The following evidence, mainly presented here, suggests that IgD receptors play a crucial role in determining the potential for affinity maturation in memory B cell populations. IgD receptors are present on the first memory B cells to appear after priming. These memory cells give rise to more-mature memory cells that have lost their IgD receptors. The proportions of early (IgD(+)) and mature (IgD(-)) memory cells found in individual donors vary with time, priming conditions, and the availability of T cell help, and both populations frequently coexist for long periods of time.
IgD(+) and IgD(-) memory cells carry IgG receptors and give rise to IgG responses with identical isotype representation in adoptive recipients. IgD(+) memory cells, however, always give rise to predominantly low-affinity antibody responses, whereas IgD(-) memory cells consistently generate responses of substantially higher average affinity. This affinity differential is maintained between early and mature memory populations in the same donor and does not appear to be a result of selective differentiation of higher-affinity IgD(+) memory cells into the IgD(-) memory pool. Thus, the selective forces responsible for affinity maturation appear to operate mainly in mature memory cell populations that have already lost IgD receptors; or, stated conversely, little or no selection towards high-affinity memory appears to occur among memory cells that retain IgD receptors.
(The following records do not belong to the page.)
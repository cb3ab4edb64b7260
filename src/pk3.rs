//! Generation 3 record decryption.
//!
//! A stored record is a 32-byte plain header followed by a 48-byte payload made
//! of four 12-byte substructures. The payload is XOR'd with the personality
//! value combined with the original trainer id, and the substructures are
//! shuffled in one of 24 orders picked by the personality value.

use byteorder::{LittleEndian, ReadBytesExt};
use num_traits::FromPrimitive;
use std::io::{Cursor, Read, Seek, SeekFrom};

use crate::{
    checksum::pk3_checksum,
    error::RecordError,
    format::Generation,
    pokemon::Language,
    text::{decode_japanese_gba_text, decode_text},
    TrainerId,
};

pub const PK3_SIZE_PARTY: usize = 100;
pub const PK3_SIZE_BOX: usize = 80;
const SUBSTRUCTURE_OFFSET: u64 = 32;
const SUBSTRUCTURE_SIZE: u64 = 12;
const PARTY_LEVEL_OFFSET: u64 = 0x54;

#[derive(Clone, Copy, Debug, PartialEq, Eq)]
pub enum Substructure {
    Growth,
    Attacks,
    EvsConditions,
    Miscellaneous,
}

use Substructure::{Attacks as A, EvsConditions as E, Growth as G, Miscellaneous as M};

/// Storage order of the substructures, indexed by personality value mod 24.
pub const SUBSTRUCTURE_ORDERS: [[Substructure; 4]; 24] = [
    [G, A, E, M],
    [G, A, M, E],
    [G, E, A, M],
    [G, E, M, A],
    [G, M, A, E],
    [G, M, E, A],
    [A, G, E, M],
    [A, G, M, E],
    [A, E, G, M],
    [A, E, M, G],
    [A, M, G, E],
    [A, M, E, G],
    [E, G, A, M],
    [E, G, M, A],
    [E, A, G, M],
    [E, A, M, G],
    [E, M, G, A],
    [E, M, A, G],
    [M, G, A, E],
    [M, G, E, A],
    [M, A, G, E],
    [M, A, E, G],
    [M, E, G, A],
    [M, E, A, G],
];

fn get_offset_for_substructure(personality_value: u32, component: Substructure) -> u64 {
    let order = &SUBSTRUCTURE_ORDERS[(personality_value % 24) as usize];
    let position = order
        .iter()
        .position(|candidate| *candidate == component)
        .unwrap_or_default() as u64;
    SUBSTRUCTURE_OFFSET + position * SUBSTRUCTURE_SIZE
}

/// The plain fields of one decrypted record.
#[derive(Clone, Debug, PartialEq, Eq)]
pub struct Pk3 {
    pub personality_value: u32,
    pub original_trainer_id: TrainerId,
    pub nickname: String,
    pub language: u8,
    pub original_trainer_name: String,
    pub species: u16,
    pub held_item: u16,
    pub experience: u32,
    pub pp_bonuses: u8,
    pub friendship: u8,
    pub moves: [u16; 4],
    pub pp: [u8; 4],
    /// HP, Attack, Defense, Speed, Sp. Attack, Sp. Defense.
    pub evs: [u8; 6],
    pub met_location: u8,
    /// HP, Attack, Defense, Speed, Sp. Attack, Sp. Defense.
    pub ivs: [u8; 6],
    pub is_egg: bool,
    pub ability_bit: bool,
    /// Only present in party records.
    pub party_level: Option<u8>,
}

impl Pk3 {
    /// PP ups applied to the move in `slot`, two bits each.
    pub fn pp_ups(&self, slot: usize) -> u8 {
        (self.pp_bonuses >> (2 * slot)) & 0b11
    }

    pub fn is_shiny(&self) -> bool {
        let trainer_id = self.original_trainer_id;
        let secret_id = trainer_id.secret_id.unwrap_or_default();
        let pid_high = (self.personality_value >> 16) as u16;
        let pid_low = (self.personality_value & 0xffff) as u16;
        (trainer_id.public_id ^ secret_id ^ pid_high ^ pid_low) < 8
    }
}

/// True when the slot holds no record at all.
pub fn is_empty(raw: &[u8]) -> bool {
    raw.iter().take(PK3_SIZE_BOX).all(|byte| *byte == 0)
}

/// XORs the payload of a record in place. Applying it twice restores the input.
fn encrypt_decrypt_pk3(pk3_data: &mut [u8]) -> std::io::Result<()> {
    let mut cursor = Cursor::new(&pk3_data[..]);
    let personality_value = cursor.read_u32::<LittleEndian>()?;
    let original_trainer_id = cursor.read_u32::<LittleEndian>()?;
    let key = (personality_value ^ original_trainer_id).to_le_bytes();

    pk3_data[SUBSTRUCTURE_OFFSET as usize..PK3_SIZE_BOX]
        .iter_mut()
        .enumerate()
        .for_each(|(idx, byte)| *byte ^= key[idx % 4]);
    Ok(())
}

/// Names follow the character set of the cartridge the record came from.
fn decode_name(name: &[u8], language: u8) -> String {
    match Language::from_u8(language) {
        Some(Language::Japanese) => decode_japanese_gba_text(name),
        _ => decode_text(name, Generation::Three),
    }
}

/// Decrypts and parses a box or party record. Returns `Ok(None)` for an empty
/// slot.
pub fn decrypt(raw: &[u8]) -> Result<Option<Pk3>, RecordError> {
    if raw.len() < PK3_SIZE_BOX {
        return Err(RecordError::Truncated);
    }
    if is_empty(raw) {
        return Ok(None);
    }

    let mut source_data = raw.to_owned();
    encrypt_decrypt_pk3(&mut source_data)?;

    let mut cursor = Cursor::new(&source_data[..]);
    let personality_value = cursor.read_u32::<LittleEndian>()?;
    let original_trainer_id = TrainerId::from_gen3(cursor.read_u32::<LittleEndian>()?);
    let mut nickname = [0u8; 10];
    cursor.read_exact(&mut nickname)?;
    let language = cursor.read_u8()?;
    let egg_flags = cursor.read_u8()?;
    let mut original_trainer_name = [0u8; 7];
    cursor.read_exact(&mut original_trainer_name)?;
    let _markings = cursor.read_u8()?;
    let stored_checksum = cursor.read_u16::<LittleEndian>()?;

    let payload = &source_data[SUBSTRUCTURE_OFFSET as usize..PK3_SIZE_BOX];
    let computed_checksum = pk3_checksum(payload)?;
    if computed_checksum != stored_checksum {
        return Err(RecordError::ChecksumMismatch {
            stored: stored_checksum,
            computed: computed_checksum,
        });
    }
    if egg_flags & 0b1 != 0 {
        return Err(RecordError::BadEgg);
    }

    cursor.seek(SeekFrom::Start(get_offset_for_substructure(
        personality_value,
        Substructure::Growth,
    )))?;
    let species = cursor.read_u16::<LittleEndian>()?;
    if species == 0 {
        log::trace!("Record with a valid checksum but no species, treating as empty");
        return Ok(None);
    }
    let held_item = cursor.read_u16::<LittleEndian>()?;
    let experience = cursor.read_u32::<LittleEndian>()?;
    let pp_bonuses = cursor.read_u8()?;
    let friendship = cursor.read_u8()?;

    cursor.seek(SeekFrom::Start(get_offset_for_substructure(
        personality_value,
        Substructure::Attacks,
    )))?;
    let mut moves = [0u16; 4];
    for move_index in moves.iter_mut() {
        *move_index = cursor.read_u16::<LittleEndian>()?;
    }
    let mut pp = [0u8; 4];
    cursor.read_exact(&mut pp)?;

    cursor.seek(SeekFrom::Start(get_offset_for_substructure(
        personality_value,
        Substructure::EvsConditions,
    )))?;
    let mut evs = [0u8; 6];
    cursor.read_exact(&mut evs)?;

    cursor.seek(SeekFrom::Start(get_offset_for_substructure(
        personality_value,
        Substructure::Miscellaneous,
    )))?;
    let _pokerus_status = cursor.read_u8()?;
    let met_location = cursor.read_u8()?;
    let _origin_info = cursor.read_u16::<LittleEndian>()?;
    let ivs_egg_ability_blob = cursor.read_u32::<LittleEndian>()?;
    let mut ivs = [0u8; 6];
    ivs.iter_mut()
        .enumerate()
        .for_each(|(idx, iv)| *iv = ((ivs_egg_ability_blob >> (5 * idx)) & 0b11111) as u8);
    let is_egg = (ivs_egg_ability_blob >> 30) & 0b1 != 0;
    let ability_bit = (ivs_egg_ability_blob >> 31) & 0b1 != 0;

    let party_level = if raw.len() >= PK3_SIZE_PARTY {
        cursor.seek(SeekFrom::Start(PARTY_LEVEL_OFFSET))?;
        Some(cursor.read_u8()?)
    } else {
        None
    };

    Ok(Some(Pk3 {
        personality_value,
        original_trainer_id,
        nickname: decode_name(&nickname, language),
        language,
        original_trainer_name: decode_name(&original_trainer_name, language),
        species,
        held_item,
        experience,
        pp_bonuses,
        friendship,
        moves,
        pp,
        evs,
        met_location,
        ivs,
        is_egg,
        ability_bit,
        party_level,
    }))
}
In discussing these findings, we suggest that the IgD receptors themselves are responsible for maintaining early memory populations at a lower average affinity than IgD(-) populations in the same animal. The IgD receptors, we argue, serve to increase the antigen-binding capacity of lower-affinity memory cells so that these cells can survive, expand, and differentiate (to IgD(-)) at antigen concentrations that select against expansion of low- affinity memory cells no longer carrying IgD receptors. Thus, when antigen is limiting, IgD(-) memory populations will be selectively expanded to higher average affinities, whereas coexisting IgD(+) populations will retain their initial affinity profile.
This hypothesis suggests that mechanisms that regulate expression and loss of IgD receptors are central to the adaptability of the immune system in its response to invading pathogens. Two related roles can be envisioned for the IgD receptors in this regard. First, they extend the lower boundary of the affinity range of early memory cell populations induced by a given antigenic stimulus and therefore broaden the diversity of responses obtainable from these populations. Secondly, they support the persistence of low-affinity memory populations under conditions where antigen becomes limiting and eventually disappears. These persisting populations then serve as a diversely reactive reservoir from which mature memory populations can be drawn with higher affinities either for the original antigen or, more importantly, for related antigens that the animal may subsequently encounter. Thus the existence of IgD receptors on early memory cells maintains the full range of response diversity despite ongoing selective expansion of (mature) memory populations to produce antibodies with high combining affinities for individual antigens. The flexibility inherent in such an organizational system, we believe, could be expected to account for the evolutionary development of IgD receptors and the regulatory capabilities that support operation of the system.